Results: The mean time between initial surgery and recurrent surgery was 93.1 months and the mean time between RT and surgery was 8.8 months. Tumor enlargement was observed in the most cases (group A, n = 8; group B, n = 3). Clinical findings before surgery were hearing loss (group A, n = 13; group B, n = 3), facial palsy (group A, n = 10; group B, n = 2), and disequilibrium (group A, n = 3; group B, n = 3). All patients underwent microsurgical resection via the retrosigmoid approach. Total resection was achieved in 10 patients of group A and 4 patients of group B. The tumor was more difficult to resect, particularly due to increased firmness in the consistency of the tumors and increased adhesions to surrounding tissues. Despite of such difficulties, anatomic preservation of the facial nerve could be achieved in nearly all patients (group A, n = 14; group B, n = 6). In 3 patients of group A, facial palsy deteriorated postoperatively and 2 patients exhibited new facial palsy. One patient had developed hearing loss following tumor resection. One patient of group B experienced deterioration of facial palsy after surgery. In 3 patients of group B with preoperative normal hearing and facial function, the preoperative function was preserved.

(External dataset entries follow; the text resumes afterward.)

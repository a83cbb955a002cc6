// src/tests/mod.rs
//! Engine tests across policy resolution, algorithm and storage
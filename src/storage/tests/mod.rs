// src/storage/tests/mod.rs

mod sqlite_tests;

// Behaviour every backend must share
pub(crate) mod common {
    use futures::future::join_all;
    use std::sync::Arc;
    use std::time::Duration;
    use tokio::sync::Barrier;

    use crate::algorithms::{FixedWindow, Step};
    use crate::error::Result;
    use crate::policy::Policy;
    use crate::rate::Rate;
    use crate::storage::StorageBackend;

    pub fn policy(limit: u64) -> Policy {
        Policy::requests(limit, Duration::from_secs(60), vec![]).unwrap()
    }

    // Saved rates read back field for field, and reads have no side effects
    pub async fn test_save_and_load<S: StorageBackend>(storage: &S, key: &str) -> Result<()> {
        assert_eq!(storage.load(key).await?, None);

        let rate = Rate {
            key: key.to_string(),
            limit: 10,
            remaining: 7,
            reset: 4_102_444_800_000,
        };
        storage.save(&rate).await?;

        let first = storage.load(key).await?;
        let second = storage.load(key).await?;
        assert_eq!(first.as_ref(), Some(&rate));
        assert_eq!(first, second);
        Ok(())
    }

    // A missing key is created lazily by the first update
    pub async fn test_update_creates_and_decrements<S: StorageBackend>(
        storage: &S,
        key: &str,
        now: u64,
    ) -> Result<()> {
        let policy = policy(3);
        let consume = |current| FixedWindow::apply(current, key, &policy, Step::Consume(1), now);

        let first = storage.update(key, &consume).await?;
        assert!(first.admitted);
        assert_eq!(first.rate.remaining, 2);

        let second = storage.update(key, &consume).await?;
        assert_eq!(second.rate.remaining, 1);
        assert_eq!(second.rate.reset, first.rate.reset);

        let stored = storage.load(key).await?.unwrap();
        assert_eq!(stored, second.rate);
        Ok(())
    }

    // Concurrent updates of one key must each see the previous write
    pub async fn test_concurrent_updates<S>(storage: Arc<S>, key: &str, now: u64) -> Result<()>
    where
        S: StorageBackend + 'static,
    {
        let tasks = 16;
        let limit = 10;
        let barrier = Arc::new(Barrier::new(tasks));

        let handles = (0..tasks).map(|_| {
            let storage = Arc::clone(&storage);
            let barrier = Arc::clone(&barrier);
            let key = key.to_string();
            tokio::spawn(async move {
                let policy = policy(limit);
                barrier.wait().await;
                let consume =
                    |current| FixedWindow::apply(current, &key, &policy, Step::Consume(1), now);
                storage.update(&key, &consume).await.map(|t| t.admitted)
            })
        });

        let mut admitted = 0;
        for result in join_all(handles).await {
            if result.unwrap()? {
                admitted += 1;
            }
        }

        assert_eq!(admitted, limit, "Exactly the limit may be admitted");
        assert_eq!(storage.load(key).await?.unwrap().remaining, 0);
        Ok(())
    }
}
// src/limiter.rs

//! The rate limiting engine.
//!
//! The engine holds no rate state of its own. For every applicable policy it
//! runs one atomic backend update and then folds the per-key decisions into a
//! single outcome. Backend failures never reach the caller of [`evaluate`];
//! they are turned into degraded decisions according to the fail mode.
//!
//! [`evaluate`]: RateLimiter::evaluate

use std::sync::Arc;
use std::time::{Duration, Instant};
use tracing::{instrument, warn};

use crate::algorithms::{FixedWindow, RateLimitStatus, Step};
use crate::clock::{Clock, SystemClock};
use crate::config::{FailMode, RateLimiterConfig};
use crate::error::{RateLimiterError, Result};
use crate::policy::{Policy, PolicyResolver, QuotaType, ResolvedPolicy, RouteContext};
use crate::rate::{Rate, Transition};
use crate::storage::StorageBackend;
use crate::{rate_limit_event, storage_op};

/// Aggregated decision for one request
#[derive(Debug, Clone, PartialEq, Eq)]
pub struct RateLimitOutcome {
    /// True only if every applicable policy admitted the request
    pub admitted: bool,
    /// Headline values of the most restrictive decision
    pub limit: u64,
    pub remaining: u64,
    pub reset: u64,
    /// True if any decision came from the fail mode
    pub degraded: bool,
    /// Per-key decisions in policy declaration order
    pub statuses: Vec<RateLimitStatus>,
}

impl RateLimitOutcome {
    /// Folds per-key decisions; `None` when there are none.
    ///
    /// Among rejected decisions if there are any, otherwise among all, the one
    /// with the lowest `remaining` and then the soonest `reset` is reported.
    /// Ties go to the decision that was evaluated first.
    pub fn aggregate(statuses: Vec<RateLimitStatus>) -> Option<Self> {
        let admitted = statuses.iter().all(|s| s.admitted);

        let mut headline: Option<&RateLimitStatus> = None;
        for status in statuses.iter().filter(|s| admitted || !s.admitted) {
            let tighter = match headline {
                None => true,
                Some(best) => (status.remaining, status.reset) < (best.remaining, best.reset),
            };
            if tighter {
                headline = Some(status);
            }
        }

        let (limit, remaining, reset) = headline.map(|s| (s.limit, s.remaining, s.reset))?;
        Some(Self {
            admitted,
            limit,
            remaining,
            reset,
            degraded: statuses.iter().any(|s| s.degraded),
            statuses,
        })
    }
}

/// Rate limiter engine over a storage backend
#[derive(Debug)]
pub struct RateLimiter<S: StorageBackend> {
    storage: Arc<S>,
    resolver: PolicyResolver,
    config: RateLimiterConfig,
    clock: Arc<dyn Clock>,
}

impl<S: StorageBackend> Clone for RateLimiter<S> {
    fn clone(&self) -> Self {
        Self {
            storage: Arc::clone(&self.storage),
            resolver: self.resolver.clone(),
            config: self.config.clone(),
            clock: Arc::clone(&self.clock),
        }
    }
}

impl<S: StorageBackend> RateLimiter<S> {
    pub fn new(storage: Arc<S>, resolver: PolicyResolver, config: RateLimiterConfig) -> Self {
        Self {
            storage,
            resolver,
            config,
            clock: Arc::new(SystemClock),
        }
    }

    /// Replaces the wall clock, mainly for tests and simulations
    pub fn with_clock(mut self, clock: Arc<dyn Clock>) -> Self {
        self.clock = clock;
        self
    }

    pub fn storage(&self) -> &Arc<S> {
        &self.storage
    }

    pub fn resolver(&self) -> &PolicyResolver {
        &self.resolver
    }

    pub fn config(&self) -> &RateLimiterConfig {
        &self.config
    }

    /// Takes `units` from the quota of `key` in one atomic backend update.
    ///
    /// Backend errors and timeouts are returned as they are; the fail mode
    /// only applies in [`RateLimiter::evaluate`].
    pub async fn consume(&self, key: &str, policy: &Policy, units: u64) -> Result<RateLimitStatus> {
        self.apply(key, policy, Step::Consume(units)).await
    }

    /// Decides whether the request described by `ctx` may proceed.
    ///
    /// Returns `None` when no policy applies, which is different from a
    /// rejection: the request is not rate limited at all.
    #[instrument(level = "debug", skip(self, ctx), fields(route = ctx.route_id.as_deref().unwrap_or("-")))]
    pub async fn evaluate(&self, ctx: &RouteContext) -> Option<RateLimitOutcome> {
        let pairs = self.resolver.resolve(ctx);
        if pairs.is_empty() {
            return None;
        }

        let mut statuses = Vec::with_capacity(pairs.len());
        for ResolvedPolicy { key, policy } in &pairs {
            let step = match policy.quota_type() {
                QuotaType::Requests => Step::Consume(1),
                // Response time is only known afterwards, see record_response
                QuotaType::ResponseTime => Step::Probe,
            };
            let status = match self.apply(key, policy, step).await {
                Ok(status) => status,
                Err(e) => self.degrade(key, policy, &e, "evaluate"),
            };
            rate_limit_event!(key.as_str(), status.admitted, status.limit, status.remaining);
            statuses.push(status);
        }

        RateLimitOutcome::aggregate(statuses)
    }

    /// Charges the upstream response time of a finished request to every
    /// response-time policy of its route. Never rejects.
    pub async fn record_response(&self, ctx: &RouteContext, elapsed: Duration) -> Vec<RateLimitStatus> {
        let elapsed_ms = elapsed.as_millis() as u64;
        let mut statuses = Vec::new();

        for ResolvedPolicy { key, policy } in self.resolver.resolve(ctx) {
            if policy.quota_type() != QuotaType::ResponseTime {
                continue;
            }
            let status = match self.apply(&key, &policy, Step::Settle(elapsed_ms)).await {
                Ok(status) => status,
                Err(e) => {
                    let mut status = self.degrade(&key, &policy, &e, "record_response");
                    status.admitted = true;
                    status
                }
            };
            statuses.push(status);
        }

        statuses
    }

    /// Current state of `key` without changing it
    pub async fn status(&self, key: &str) -> Result<Option<Rate>> {
        let timeout = self.config.timeout;
        tokio::time::timeout(timeout, self.storage.load(key))
            .await
            .map_err(|_| RateLimiterError::timed_out("load", key, timeout))?
    }

    /// Starts a new full window for `key` right away
    pub async fn reset(&self, key: &str, policy: &Policy) -> Result<()> {
        let rate = Rate::fresh(key, policy, self.clock.now_millis());
        let timeout = self.config.timeout;
        tokio::time::timeout(timeout, self.storage.save(&rate))
            .await
            .map_err(|_| RateLimiterError::timed_out("save", key, timeout))?
    }

    async fn apply(&self, key: &str, policy: &Policy, step: Step) -> Result<RateLimitStatus> {
        let clock = Arc::clone(&self.clock);
        let mutate = move |current: Option<Rate>| -> Transition {
            FixedWindow::apply(current, key, policy, step, clock.now_millis())
        };

        let started = Instant::now();
        let timeout = self.config.timeout;
        let result = match tokio::time::timeout(timeout, self.storage.update(key, &mutate)).await {
            Ok(result) => result,
            Err(_) => Err(RateLimiterError::timed_out("update", key, timeout)),
        };
        storage_op!(
            self.storage.name(),
            "update",
            key,
            result,
            started.elapsed().as_millis() as u64
        );

        let transition = result?;
        Ok(RateLimitStatus::from_rate(&transition.rate, transition.admitted))
    }

    // Emits the single warning for a failed step
    fn degrade(
        &self,
        key: &str,
        policy: &Policy,
        error: &RateLimiterError,
        operation: &'static str,
    ) -> RateLimitStatus {
        let now = self.clock.now_millis();
        let admitted = self.config.fail_mode == FailMode::Open;
        warn!(
            key = key,
            operation = operation,
            backend = self.storage.name(),
            fail_mode = ?self.config.fail_mode,
            error = %error,
            "Rate limit enforcement degraded"
        );

        RateLimitStatus {
            key: key.to_string(),
            admitted,
            limit: policy.limit(),
            remaining: if admitted { policy.limit() } else { 0 },
            reset: now + policy.refresh_interval().as_millis() as u64,
            degraded: true,
        }
    }
}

Conclusions: Although microsurgical resection after prior microsurgery or RT is uncommon, in selected cases surgery is necessary in case of tumor enlargement. Despite of increased surgical difficulty, complete tumor removal with preservation of neurological function is still possible. Regarding the facial nerve function, recurrent VS after initial microsurgery demonstrated a poorer outcome compared to those patients, who underwent RT for primary treatment.